INSTRUCTIONS TO FOLLOW =
Every entry that follows should be reproduced exactly.

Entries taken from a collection
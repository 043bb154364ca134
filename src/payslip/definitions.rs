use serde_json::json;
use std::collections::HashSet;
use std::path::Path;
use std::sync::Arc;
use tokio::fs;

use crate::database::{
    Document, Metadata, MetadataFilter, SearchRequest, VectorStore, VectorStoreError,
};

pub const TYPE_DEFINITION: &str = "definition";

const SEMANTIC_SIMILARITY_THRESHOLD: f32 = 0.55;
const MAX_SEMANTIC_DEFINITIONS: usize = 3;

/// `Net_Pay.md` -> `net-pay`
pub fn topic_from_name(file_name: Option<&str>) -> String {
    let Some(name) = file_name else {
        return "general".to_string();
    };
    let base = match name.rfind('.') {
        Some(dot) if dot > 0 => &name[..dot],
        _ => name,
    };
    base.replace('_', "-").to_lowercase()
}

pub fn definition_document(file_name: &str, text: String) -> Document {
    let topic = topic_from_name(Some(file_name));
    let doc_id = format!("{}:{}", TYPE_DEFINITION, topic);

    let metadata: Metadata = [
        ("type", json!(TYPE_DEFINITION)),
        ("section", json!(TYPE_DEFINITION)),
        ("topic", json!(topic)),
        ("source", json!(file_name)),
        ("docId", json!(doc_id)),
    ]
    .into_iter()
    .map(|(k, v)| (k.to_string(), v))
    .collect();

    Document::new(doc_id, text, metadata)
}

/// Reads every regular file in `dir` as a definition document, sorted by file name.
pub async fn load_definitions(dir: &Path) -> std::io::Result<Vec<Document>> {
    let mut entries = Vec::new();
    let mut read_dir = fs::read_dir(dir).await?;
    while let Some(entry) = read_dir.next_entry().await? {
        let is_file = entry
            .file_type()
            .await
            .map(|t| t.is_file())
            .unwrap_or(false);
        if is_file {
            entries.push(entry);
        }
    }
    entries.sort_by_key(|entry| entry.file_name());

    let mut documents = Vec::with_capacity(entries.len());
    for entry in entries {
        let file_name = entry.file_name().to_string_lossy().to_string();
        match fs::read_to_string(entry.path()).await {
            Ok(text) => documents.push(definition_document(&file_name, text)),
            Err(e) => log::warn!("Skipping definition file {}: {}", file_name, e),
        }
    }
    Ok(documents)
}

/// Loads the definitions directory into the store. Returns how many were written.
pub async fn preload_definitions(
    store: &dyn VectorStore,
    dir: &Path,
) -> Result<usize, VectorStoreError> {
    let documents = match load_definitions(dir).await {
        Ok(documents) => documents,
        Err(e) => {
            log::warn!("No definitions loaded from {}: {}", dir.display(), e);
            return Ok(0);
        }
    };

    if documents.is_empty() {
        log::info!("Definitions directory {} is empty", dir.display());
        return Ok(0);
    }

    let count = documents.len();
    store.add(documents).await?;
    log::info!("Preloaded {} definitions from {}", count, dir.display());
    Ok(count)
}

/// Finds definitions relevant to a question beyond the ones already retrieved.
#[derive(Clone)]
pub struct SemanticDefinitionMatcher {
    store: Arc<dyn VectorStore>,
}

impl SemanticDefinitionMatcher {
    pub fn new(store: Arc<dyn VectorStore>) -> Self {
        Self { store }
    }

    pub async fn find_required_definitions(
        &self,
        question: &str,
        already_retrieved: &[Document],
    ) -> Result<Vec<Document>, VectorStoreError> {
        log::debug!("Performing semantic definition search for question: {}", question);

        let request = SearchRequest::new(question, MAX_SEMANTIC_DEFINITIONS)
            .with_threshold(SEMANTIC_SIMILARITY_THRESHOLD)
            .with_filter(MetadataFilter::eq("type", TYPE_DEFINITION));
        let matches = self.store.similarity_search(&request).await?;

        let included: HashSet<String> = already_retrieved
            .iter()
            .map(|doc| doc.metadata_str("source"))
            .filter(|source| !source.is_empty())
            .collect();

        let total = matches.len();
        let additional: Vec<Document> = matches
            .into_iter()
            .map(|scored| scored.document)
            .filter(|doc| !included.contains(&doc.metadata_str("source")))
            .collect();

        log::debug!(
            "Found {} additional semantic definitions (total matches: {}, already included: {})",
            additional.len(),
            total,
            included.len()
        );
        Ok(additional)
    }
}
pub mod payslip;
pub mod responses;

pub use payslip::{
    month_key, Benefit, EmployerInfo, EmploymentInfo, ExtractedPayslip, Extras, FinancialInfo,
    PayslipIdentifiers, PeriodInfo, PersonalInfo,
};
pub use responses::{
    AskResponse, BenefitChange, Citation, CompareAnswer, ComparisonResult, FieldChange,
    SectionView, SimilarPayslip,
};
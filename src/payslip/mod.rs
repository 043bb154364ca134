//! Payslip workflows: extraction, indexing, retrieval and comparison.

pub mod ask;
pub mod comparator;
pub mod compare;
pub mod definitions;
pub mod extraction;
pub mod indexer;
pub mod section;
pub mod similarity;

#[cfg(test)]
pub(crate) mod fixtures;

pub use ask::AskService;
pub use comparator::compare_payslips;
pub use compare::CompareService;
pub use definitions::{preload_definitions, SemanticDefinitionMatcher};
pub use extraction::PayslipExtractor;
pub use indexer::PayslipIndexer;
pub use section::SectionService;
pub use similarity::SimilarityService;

WRITTEN SOLUTION =
repository 043bb154364ca134
filename src/payslip/definitions.rs
use serde_json::json;
use std::collections::HashSet;
use std::path::Path;
use std::sync::Arc;
use tokio::fs;

use crate::database::{
    Document, Metadata, MetadataFilter, SearchRequest, VectorStore, VectorStoreError,
};

pub const TYPE_DEFINITION: &str = "definition";

const SEMANTIC_SIMILARITY_THRESHOLD: f32 = 0.55;
const MAX_SEMANTIC_DEFINITIONS: usize = 3;

/// `Net_Pay.md` -> `net-pay`
pub fn topic_from_name(file_name: Option<&str>) -> String {
    let Some(name) = file_name else {
        return "general".to_string();
    };
    let base = match name.rfind('.') {
        Some(dot) if dot > 0 => &name[..dot],
        _ => name,
    };
    base.replace('_', "-").to_lowercase()
}

pub fn definition_document(file_name: &str, text: String) -> Document {
    let topic = topic_from_name(Some(file_name));
    let doc_id = format!("{}:{}", TYPE_DEFINITION, topic);

    let metadata: Metadata = [
        ("type", json!(TYPE_DEFINITION)),
        ("section", json!(TYPE_DEFINITION)),
        ("topic", json!(topic)),
        ("source", json!(file_name)),
        ("docId", json!(doc_id)),
    ]
    .into_iter()
    .map(|(k, v)| (k.to_string(), v))
    .collect();

    Document::new(doc_id, text, metadata)
}

/// Reads every regular file in `dir` as a definition document, sorted by file name.
pub async fn load_definitions(dir: &Path) -> std::io::Result<Vec<Document>> {
    let mut entries = Vec::new();
    let mut read_dir = fs::read_dir(dir).await?;
    while let Some(entry) = read_dir.next_entry().await? {
        let is_file = entry
            .file_type()
            .await
            .map(|t| t.is_file())
            .unwrap_or(false);
        if is_file {
            entries.push(entry);
        }
    }
    entries.sort_by_key(|entry| entry.file_name());

    let mut documents = Vec::with_capacity(entries.len());
    for entry in entries {
        let file_name = entry.file_name().to_string_lossy().to_string();
        match fs::read_to_string(entry.path()).await {
            Ok(text) => documents.push(definition_document(&file_name, text)),
            Err(e) => log::warn!("Skipping definition file {}: {}", file_name, e),
        }
    }
    Ok(documents)
}

/// Loads the definitions directory into the store. Returns how many were written.
pub async fn preload_definitions(
    store: &dyn VectorStore,
    dir: &Path,
) -> Result<usize, VectorStoreError> {
    let documents = match load_definitions(dir).await {
        Ok(documents) => documents,
        Err(e) => {
            log::warn!("No definitions loaded from {}: {}", dir.display(), e);
            return Ok(0);
        }
    };

    if documents.is_empty() {
        log::info!("Definitions directory {} is empty", dir.display());
        return Ok(0);
    }

    let count = documents.len();
    store.add(documents).await?;
    log::info!("Preloaded {} definitions from {}", count, dir.display());
    Ok(count)
}

/// Finds definitions relevant to a question beyond the ones already retrieved.
#[derive(Clone)]
pub struct SemanticDefinitionMatcher {
    store: Arc<dyn VectorStore>,
}

impl SemanticDefinitionMatcher {
    pub fn new(store: Arc<dyn VectorStore>) -> Self {
        Self { store }
    }

    pub async fn find_required_definitions(
        &self,
        question: &str,
        already_retrieved: &[Document],
    ) -> Result<Vec<Document>, VectorStoreError> {
        log::debug!("Performing semantic definition search for question: {}", question);

        let request = SearchRequest::new(question, MAX_SEMANTIC_DEFINITIONS)
            .with_threshold(SEMANTIC_SIMILARITY_THRESHOLD)
            .with_filter(MetadataFilter::eq("type", TYPE_DEFINITION));
        let matches = self.store.similarity_search(&request).await?;

        let included: HashSet<String> = already_retrieved
            .iter()
            .map(|doc| doc.metadata_str("source"))
            .filter(|source| !source.is_empty())
            .collect();

        let total = matches.len();
        let additional: Vec<Document> = matches
            .into_iter()
            .map(|scored| scored.document)
            .filter(|doc| !included.contains(&doc.metadata_str("source")))
            .collect();

        log::debug!(
            "Found {} additional semantic definitions (total matches: {}, already included: {})",
            additional.len(),
            total,
            included.len()
        );
        Ok(additional)
    }
}
pub mod payslip;
pub mod responses;

pub use payslip::{
    month_key, Benefit, EmployerInfo, EmploymentInfo, ExtractedPayslip, Extras, FinancialInfo,
    PayslipIdentifiers, PeriodInfo, PersonalInfo,
};
pub use responses::{
    AskResponse, BenefitChange, Citation, CompareAnswer, ComparisonResult, FieldChange,
    SectionView, SimilarPayslip,
};
filename src/payslip/mod.rs
repository 043bb154364ca134
//! Payslip workflows: extraction, indexing, retrieval and comparison.

pub mod ask;
pub mod comparator;
pub mod compare;
pub mod definitions;
pub mod extraction;
pub mod indexer;
pub mod section;
pub mod similarity;

#[cfg(test)]
pub(crate) mod fixtures;

pub use ask::AskService;
pub use comparator::compare_payslips;
pub use compare::CompareService;
pub use definitions::{preload_definitions, SemanticDefinitionMatcher};
pub use extraction::PayslipExtractor;
pub use indexer::PayslipIndexer;
pub use section::SectionService;
pub use similarity::SimilarityService;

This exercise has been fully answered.